The FDA’s 2022 rejection of an “imminent hazard” petition did not address HHS’s separate statutory duties to research electronic-product radiation, evaluate exposure, develop exposure-minimization methods, coordinate with other agencies, and consider product performance standards.
Ahead of the National Health Federation’s monthly Zoom meeting, an email circulated among people involved in promoting the program. It warned that someone should consult an attorney “before John Coates gets listeners too hopeful about this rabbit hole.”

I am John Coates, founder of RF Safe, and Public Law 90-602 is the supposed “rabbit hole.”
I welcome legal scrutiny. People should challenge claims about federal authority before repeating them publicly. But the concern expressed in this email rests on a basic category error: it treats an FDA decision about an “imminent hazard” regulation and medical-device classification as though it resolved HHS’s separate responsibilities under the federal electronic-product-radiation-control program.
It did not.
The email is responding to a legal argument I am not making.
The earlier petition asked HHS to declare an “imminent hazard” under 21 C.F.R. § 2.5.
RF Safe is asking what HHS is doing to satisfy its continuing research, exposure-evaluation, exposure-minimization, interagency-coordination, and performance-standard responsibilities under 21 U.S.C. §§ 360ii and 360kk.
Those are different legal questions, involving different statutory provisions and different forms of agency action.
What the FDA letter actually decided
The email highlights footnote 3 of a May 23, 2022 FDA response to a citizen petition.

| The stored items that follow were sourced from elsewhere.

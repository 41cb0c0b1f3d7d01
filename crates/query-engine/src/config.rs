use std::env;
use std::fmt;
use std::path::PathBuf;

use thiserror::Error;

use crate::config_env::{optional_trimmed, parse_u32, parse_u64, require_all, require_http_url};
use crate::grounding::GroundingConfig;

pub const DEFAULT_OPENAI_API_VERSION: &str = "2023-12-01-preview";
pub const DEFAULT_SEARCH_API_VERSION: &str = "2023-11-01";
const DEFAULT_TIMEOUT_MS: u64 = 60_000;
const DEFAULT_MAX_RETRIES: u32 = 2;
const DEFAULT_RETRY_BASE_BACKOFF_MS: u64 = 250;

pub const REQUIRED_VARS: [&str; 7] = [
    "OPENAI_API_KEY",
    "OPENAI_ENDPOINT",
    "CHAT_MODEL",
    "EMBEDDING_MODEL",
    "SEARCH_API_KEY",
    "SEARCH_ENDPOINT",
    "INDEX_NAME",
];

#[derive(Debug, Error)]
pub enum ConfigError {
    #[error("missing required env vars: {}", .0.join(", "))]
    MissingVars(Vec<String>),
    #[error("invalid integer in env var {0}")]
    ParseInt(String),
    #[error("invalid configuration: {0}")]
    InvalidConfiguration(String),
    #[error("failed to load .env file: {0}")]
    Dotenv(String),
    #[error("failed to read persona file {path}: {reason}")]
    PersonaFile { path: String, reason: String },
}

#[derive(Clone, PartialEq, Eq)]
pub struct ChatConfig {
    pub chat_endpoint: String,
    pub api_key: String,
    pub model_deployment_name: String,
}

impl fmt::Debug for ChatConfig {
    fn fmt(&self, f: &mut fmt::Formatter<'_>) -> fmt::Result {
        f.debug_struct("ChatConfig")
            .field("chat_endpoint", &self.chat_endpoint)
            .field("api_key", &"<redacted>")
            .field("model_deployment_name", &self.model_deployment_name)
            .finish()
    }
}

#[derive(Debug, Clone, PartialEq, Eq)]
pub struct TransportConfig {
    pub api_version: String,
    pub search_api_version: String,
    pub timeout_ms: u64,
    pub max_retries: u32,
    pub retry_base_backoff_ms: u64,
}

impl Default for TransportConfig {
    fn default() -> Self {
        Self {
            api_version: DEFAULT_OPENAI_API_VERSION.to_string(),
            search_api_version: DEFAULT_SEARCH_API_VERSION.to_string(),
            timeout_ms: DEFAULT_TIMEOUT_MS,
            max_retries: DEFAULT_MAX_RETRIES,
            retry_base_backoff_ms: DEFAULT_RETRY_BASE_BACKOFF_MS,
        }
    }
}

#[derive(Debug, Clone)]
pub struct AppConfig {
    pub chat: ChatConfig,
    pub grounding: GroundingConfig,
    pub transport: TransportConfig,
    pub system_prompt_file: Option<PathBuf>,
}

impl AppConfig {
    pub fn from_env() -> Result<Self, ConfigError> {
        Self::from_lookup(|key| env::var(key).ok())
    }

    pub fn from_lookup<F>(lookup: F) -> Result<Self, ConfigError>
    where
        F: Fn(&str) -> Option<String>,
    {
        let [
            openai_api_key,
            openai_endpoint,
            chat_model,
            embedding_model,
            search_api_key,
            search_endpoint,
            index_name,
        ] = require_all(&lookup, REQUIRED_VARS)?;

        require_http_url("OPENAI_ENDPOINT", &openai_endpoint)?;
        require_http_url("SEARCH_ENDPOINT", &search_endpoint)?;

        let defaults = TransportConfig::default();
        let transport = TransportConfig {
            api_version: optional_trimmed(&lookup, "OPENAI_API_VERSION")
                .unwrap_or(defaults.api_version),
            search_api_version: optional_trimmed(&lookup, "SEARCH_API_VERSION")
                .unwrap_or(defaults.search_api_version),
            timeout_ms: parse_u64(&lookup, "OPENAI_TIMEOUT_MS", defaults.timeout_ms)?,
            max_retries: parse_u32(&lookup, "OPENAI_MAX_RETRIES", defaults.max_retries)?,
            retry_base_backoff_ms: parse_u64(
                &lookup,
                "OPENAI_RETRY_BASE_BACKOFF_MS",
                defaults.retry_base_backoff_ms,
            )?,
        };

        Ok(Self {
            chat: ChatConfig {
                chat_endpoint: openai_endpoint,
                api_key: openai_api_key,
                model_deployment_name: chat_model,
            },
            grounding: GroundingConfig {
                search_endpoint,
                index_name,
                api_key: search_api_key,
                embedding_deployment_name: embedding_model,
            },
            transport,
            system_prompt_file: optional_trimmed(&lookup, "SYSTEM_PROMPT_FILE").map(PathBuf::from),
        })
    }
}

/// Loads `.env` from the working directory when one exists.
pub fn load_dotenv() -> Result<(), ConfigError> {
    match dotenvy::dotenv() {
        Ok(_) => Ok(()),
        Err(err) if err.not_found() => Ok(()),
        Err(err) => Err(ConfigError::Dotenv(err.to_string())),
    }
}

That footnote says smartphones, Wi-Fi routers, cell towers, antennas, smart meters, and other wireless products generally are not “devices” under § 201(h) of the Federal Food, Drug, and Cosmetic Act because they are not intended to diagnose, cure, mitigate, treat, or prevent disease.
That statement concerns the statutory category of a medical device.

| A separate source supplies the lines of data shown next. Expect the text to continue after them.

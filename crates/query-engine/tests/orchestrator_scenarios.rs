use std::collections::VecDeque;
use std::sync::{Arc, Mutex};
use std::time::Duration;

use query_engine::llm::{
    ChatCompletionRequest, ChatCompletionResponse, ChatMessage, ChatTransport,
    ChatTransportFuture, TransportError,
};
use query_engine::orchestrator::{DEFAULT_CHAT_MODEL, MAX_RESPONSE_TOKENS, SAMPLING_TEMPERATURE};
use query_engine::{
    ChatConfig, Citation, ConversationStore, ExchangeState, GroundingConfig, OrchestratorError,
    QueryOrchestrator, Role, Turn, build_grounding_descriptor,
};

const PERSONA: &str = "You are a zodiac guide.";

#[derive(Default)]
struct ScriptedTransport {
    replies: Mutex<VecDeque<Result<ChatCompletionResponse, TransportError>>>,
    seen_requests: Mutex<Vec<ChatCompletionRequest>>,
}

impl ScriptedTransport {
    fn with_replies(replies: Vec<Result<ChatCompletionResponse, TransportError>>) -> Arc<Self> {
        Arc::new(Self {
            replies: Mutex::new(VecDeque::from(replies)),
            seen_requests: Mutex::new(Vec::new()),
        })
    }

    fn seen_requests(&self) -> Vec<ChatCompletionRequest> {
        self.seen_requests
            .lock()
            .expect("request log lock should not be poisoned")
            .clone()
    }
}

impl ChatTransport for ScriptedTransport {
    fn complete<'a>(&'a self, request: ChatCompletionRequest) -> ChatTransportFuture<'a> {
        Box::pin(async move {
            self.seen_requests
                .lock()
                .expect("request log lock should not be poisoned")
                .push(request);
            self.replies
                .lock()
                .expect("reply queue lock should not be poisoned")
                .pop_front()
                .unwrap_or_else(|| {
                    Err(TransportError::ServiceFailure(
                        "exhausted_test_replies".to_string(),
                    ))
                })
        })
    }
}

struct NeverRespondingTransport;

impl ChatTransport for NeverRespondingTransport {
    fn complete<'a>(&'a self, _request: ChatCompletionRequest) -> ChatTransportFuture<'a> {
        Box::pin(std::future::pending())
    }
}

fn chat_config(model: &str) -> ChatConfig {
    ChatConfig {
        chat_endpoint: "https://zodiac.openai.azure.com/".to_string(),
        api_key: "chat-key".to_string(),
        model_deployment_name: model.to_string(),
    }
}

fn grounding_config() -> GroundingConfig {
    GroundingConfig {
        search_endpoint: "https://zodiac.search.windows.net".to_string(),
        index_name: "zodiac-index".to_string(),
        api_key: "search-key".to_string(),
        embedding_deployment_name: "text-embedding-ada-002".to_string(),
    }
}

fn orchestrator_with(transport: Arc<dyn ChatTransport>) -> QueryOrchestrator {
    QueryOrchestrator::new(
        ConversationStore::init(PERSONA),
        &chat_config("zodiac-gpt"),
        grounding_config(),
        transport,
    )
}

fn reply(text: &str) -> Result<ChatCompletionResponse, TransportError> {
    Ok(ChatCompletionResponse::from_message(ChatMessage::text(text)))
}

#[tokio::test]
async fn failed_exchange_restores_history_and_retry_appends_exactly_two_turns() {
    let transport = ScriptedTransport::with_replies(vec![
        Err(TransportError::Unavailable("connection refused".to_string())),
        reply("Hello, stargazer!"),
    ]);
    let mut orchestrator = orchestrator_with(transport.clone());

    let err = orchestrator
        .ask("What is a Leo?")
        .await
        .expect_err("transport failure should surface");
    assert!(matches!(
        err,
        OrchestratorError::Transport(TransportError::Unavailable(_))
    ));
    assert!(err.to_string().contains("connection refused"));
    assert_eq!(orchestrator.history(), &[Turn::system(PERSONA)]);
    assert_eq!(orchestrator.state(), ExchangeState::Idle);

    let formatted = orchestrator
        .ask("hi")
        .await
        .expect("second exchange should succeed");

    assert_eq!(formatted, "Hello, stargazer!");
    assert_eq!(
        orchestrator.history(),
        &[
            Turn::system(PERSONA),
            Turn::user("hi"),
            Turn::assistant("Hello, stargazer!"),
        ]
    );

    let requests = transport.seen_requests();
    assert_eq!(requests.len(), 2);
    assert_eq!(
        requests[1].messages,
        vec![Turn::system(PERSONA), Turn::user("hi")]
    );
}

#[tokio::test]
async fn blank_input_is_rejected_without_touching_history_or_transport() {
    let transport = ScriptedTransport::with_replies(vec![reply("unused")]);
    let mut orchestrator = orchestrator_with(transport.clone());

    for input in ["", "   ", "\n\t"] {
        let err = orchestrator
            .ask(input)
            .await
            .expect_err("blank input should be rejected");
        assert!(matches!(err, OrchestratorError::InvalidInput));
    }

    assert_eq!(orchestrator.history(), &[Turn::system(PERSONA)]);
    assert!(transport.seen_requests().is_empty());
}

#[tokio::test]
async fn clear_then_ask_leaves_exactly_one_exchange() {
    let transport = ScriptedTransport::with_replies(vec![
        reply("Aries charges ahead."),
        reply("Taurus is..."),
    ]);
    let mut orchestrator = orchestrator_with(transport);

    orchestrator
        .ask("Tell me about Aries")
        .await
        .expect("first exchange should succeed");
    assert_eq!(orchestrator.history().len(), 3);

    orchestrator.clear();
    assert_eq!(orchestrator.history(), &[Turn::system(PERSONA)]);

    orchestrator
        .ask("Tell me about Taurus")
        .await
        .expect("exchange after clear should succeed");

    assert_eq!(
        orchestrator.history(),
        &[
            Turn::system(PERSONA),
            Turn::user("Tell me about Taurus"),
            Turn::assistant("Taurus is..."),
        ]
    );
}

#[tokio::test]
async fn null_content_becomes_empty_assistant_turn() {
    let transport = ScriptedTransport::with_replies(vec![Ok(
        ChatCompletionResponse::from_message(ChatMessage::default()),
    )]);
    let mut orchestrator = orchestrator_with(transport);

    let formatted = orchestrator
        .ask("Anything about Pisces?")
        .await
        .expect("empty content is not an error");

    assert_eq!(formatted, "");
    let tail = orchestrator.history().last().expect("history is never empty");
    assert_eq!(tail, &Turn::assistant(""));
    assert_eq!(orchestrator.state(), ExchangeState::Idle);
}

#[tokio::test]
async fn request_carries_history_grounding_and_fixed_sampling() {
    let transport = ScriptedTransport::with_replies(vec![reply("first"), reply("second")]);
    let mut orchestrator = orchestrator_with(transport.clone());

    orchestrator.ask("one").await.expect("exchange should succeed");
    orchestrator.ask("two").await.expect("exchange should succeed");

    let requests = transport.seen_requests();
    let last = requests.last().expect("two requests should be recorded");
    assert_eq!(last.model, "zodiac-gpt");
    assert_eq!(last.temperature, SAMPLING_TEMPERATURE);
    assert_eq!(last.temperature, 0.7);
    assert_eq!(last.max_tokens, MAX_RESPONSE_TOKENS);
    assert_eq!(last.max_tokens, 2000);
    assert_eq!(
        last.grounding,
        Some(build_grounding_descriptor(&grounding_config()))
    );
    assert_eq!(
        last.messages,
        vec![
            Turn::system(PERSONA),
            Turn::user("one"),
            Turn::assistant("first"),
            Turn::user("two"),
        ]
    );
}

#[tokio::test]
async fn blank_model_name_uses_default_model() {
    let transport = ScriptedTransport::with_replies(vec![reply("ok")]);
    let mut orchestrator = QueryOrchestrator::new(
        ConversationStore::init(PERSONA),
        &chat_config("  "),
        grounding_config(),
        transport.clone(),
    );

    orchestrator.ask("hello").await.expect("exchange should succeed");

    assert_eq!(orchestrator.model(), DEFAULT_CHAT_MODEL);
    assert_eq!(transport.seen_requests()[0].model, "gpt-4o");
}

#[tokio::test]
async fn citations_are_rendered_but_history_keeps_raw_text() {
    let transport = ScriptedTransport::with_replies(vec![Ok(
        ChatCompletionResponse::from_message(ChatMessage {
            content: Some("Leos love an audience.".to_string()),
            citations: vec![
                Citation::Structured {
                    title: Some("Sun Signs: Leo".to_string()),
                    content: Some("x".repeat(250)),
                },
                Citation::Freeform("love-signs.pdf".to_string()),
            ],
        }),
    )]);
    let mut orchestrator = orchestrator_with(transport);

    let formatted = orchestrator
        .ask("What is a Leo?")
        .await
        .expect("exchange should succeed");

    assert_eq!(
        formatted,
        format!(
            "Leos love an audience.\n\n📚 **Sources:**\n1. **Sun Signs: Leo**\n   {}...\n\n2. love-signs.pdf\n",
            "x".repeat(200)
        )
    );
    let tail = orchestrator.history().last().expect("history is never empty");
    assert_eq!(tail, &Turn::assistant("Leos love an audience."));
}

#[tokio::test]
async fn response_without_choices_is_a_transport_error_and_rolls_back() {
    let transport =
        ScriptedTransport::with_replies(vec![Ok(ChatCompletionResponse::default())]);
    let mut orchestrator = orchestrator_with(transport);

    let err = orchestrator
        .ask("Is anyone there?")
        .await
        .expect_err("missing choices should fail");

    assert!(matches!(
        err,
        OrchestratorError::Transport(TransportError::InvalidPayload(ref detail)) if detail == "missing_choice"
    ));
    assert_eq!(orchestrator.history().len(), 1);
}

#[tokio::test]
async fn repeated_failures_never_accumulate_turns() {
    let transport = ScriptedTransport::with_replies(vec![
        reply("first answer"),
        Err(TransportError::Timeout),
        Err(TransportError::Unauthorized("status=401 code=401".to_string())),
        Err(TransportError::InvalidPayload("response_json_parse_failed".to_string())),
    ]);
    let mut orchestrator = orchestrator_with(transport);

    orchestrator.ask("first").await.expect("exchange should succeed");
    let before = orchestrator.history().to_vec();

    for _ in 0..3 {
        orchestrator
            .ask("retry me")
            .await
            .expect_err("scripted failures should surface");
        assert_eq!(orchestrator.history(), before.as_slice());
    }
    assert_eq!(
        orchestrator
            .history()
            .iter()
            .filter(|turn| turn.role == Role::User)
            .count(),
        1
    );
}

#[tokio::test]
async fn abandoned_exchange_is_rolled_back_before_next_operation() {
    let mut orchestrator = orchestrator_with(Arc::new(NeverRespondingTransport));

    let timed_out =
        tokio::time::timeout(Duration::from_millis(20), orchestrator.ask("hello?")).await;
    assert!(timed_out.is_err(), "pending transport should never resolve");
    assert_eq!(orchestrator.state(), ExchangeState::Sending);
    assert_eq!(orchestrator.history().len(), 2);

    orchestrator.clear();

    assert_eq!(orchestrator.state(), ExchangeState::Idle);
    assert_eq!(orchestrator.history(), &[Turn::system(PERSONA)]);
}

#[tokio::test]
async fn store_round_trips_through_orchestrator() {
    let mut store = ConversationStore::init(PERSONA);
    store.append_user("earlier").expect("user turn should append");
    store.append_assistant("earlier answer");

    let transport = ScriptedTransport::with_replies(vec![reply("later answer")]);
    let mut orchestrator = QueryOrchestrator::new(
        store,
        &chat_config("zodiac-gpt"),
        grounding_config(),
        transport,
    );
    orchestrator.ask("later").await.expect("exchange should succeed");

    let store = orchestrator.into_store();
    assert_eq!(store.snapshot().len(), 5);
    assert_eq!(store.snapshot()[0], Turn::system(PERSONA));
}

It does not mean that smartphones and other wireless products fall outside FDA’s electronic-product-radiation authority.
In fact, the body of the same FDA letter expressly states that the products identified by the petitioners are “electronic products” governed by the Radiation Control provisions. FDA explained that some products, such as X-ray machines, can be both medical devices and radiation-emitting electronic products, while other products can be regulated solely as electronic products.
The petition requested that HHS declare an “imminent hazard” under 21 C.F.R. § 2.5. FDA concluded that this regulation did not apply because the electronic-product-radiation provisions do not use the statutory phrase “imminent hazard to the public health.” FDA therefore denied the particular action requested.
That is the holding.
The letter did not determine whether HHS is adequately:
- conducting or supporting modern RF research;
- evaluating contemporary exposure conditions;
- developing techniques to minimize unnecessary exposure;
- coordinating health research and recommendations with the FCC;
- evaluating chronic, pulsed, modulated, or combined exposures; or
- administering the performance-standard provisions of Public Law 90-602.

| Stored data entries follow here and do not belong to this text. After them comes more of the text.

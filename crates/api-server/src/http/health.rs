use axum::Json;
use axum::http::StatusCode;
use axum::response::IntoResponse;

use crate::models::OkResponse;

pub(super) async fn healthz() -> impl IntoResponse {
    (StatusCode::OK, Json(OkResponse { ok: true }))
}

The highlighted footnote is therefore not a rebuttal to RF Safe’s position. Properly understood, the letter confirms that nonmedical wireless products fall within the separate electronic-product-radiation framework.
A document-date correction
The email describes the attached material as FDA’s response to a petition filed on May 4, 2023. The attached FDA letter is dated May 23, 2022 and says it responds to a petition received on December 21, 2021. Whatever occurred in 2023, this particular PDF cannot be a response to a petition filed a year after the letter was issued.
Public Law 90-602 is an entire statutory framework
The Radiation Control for Health and Safety Act of 1968—Public Law 90-602—is not one medical-device provision and not one “imminent hazard” theory.
Its operative provisions are now codified at 21 U.S.C. §§ 360hh through 360ss. The law defines “electronic product radiation” to include ionizing or non-ionizing electromagnetic radiation emitted through the operation of an electronic circuit. It defines an “electronic product” broadly enough to include manufactured products that contain electronic circuits and emit such radiation. The statutory notes specify that “Secretary” means the Secretary of Health and Human Services.
Section 360ii states that the Secretary “shall establish and carry out” an electronic-product-radiation-control program designed to protect public health and safety.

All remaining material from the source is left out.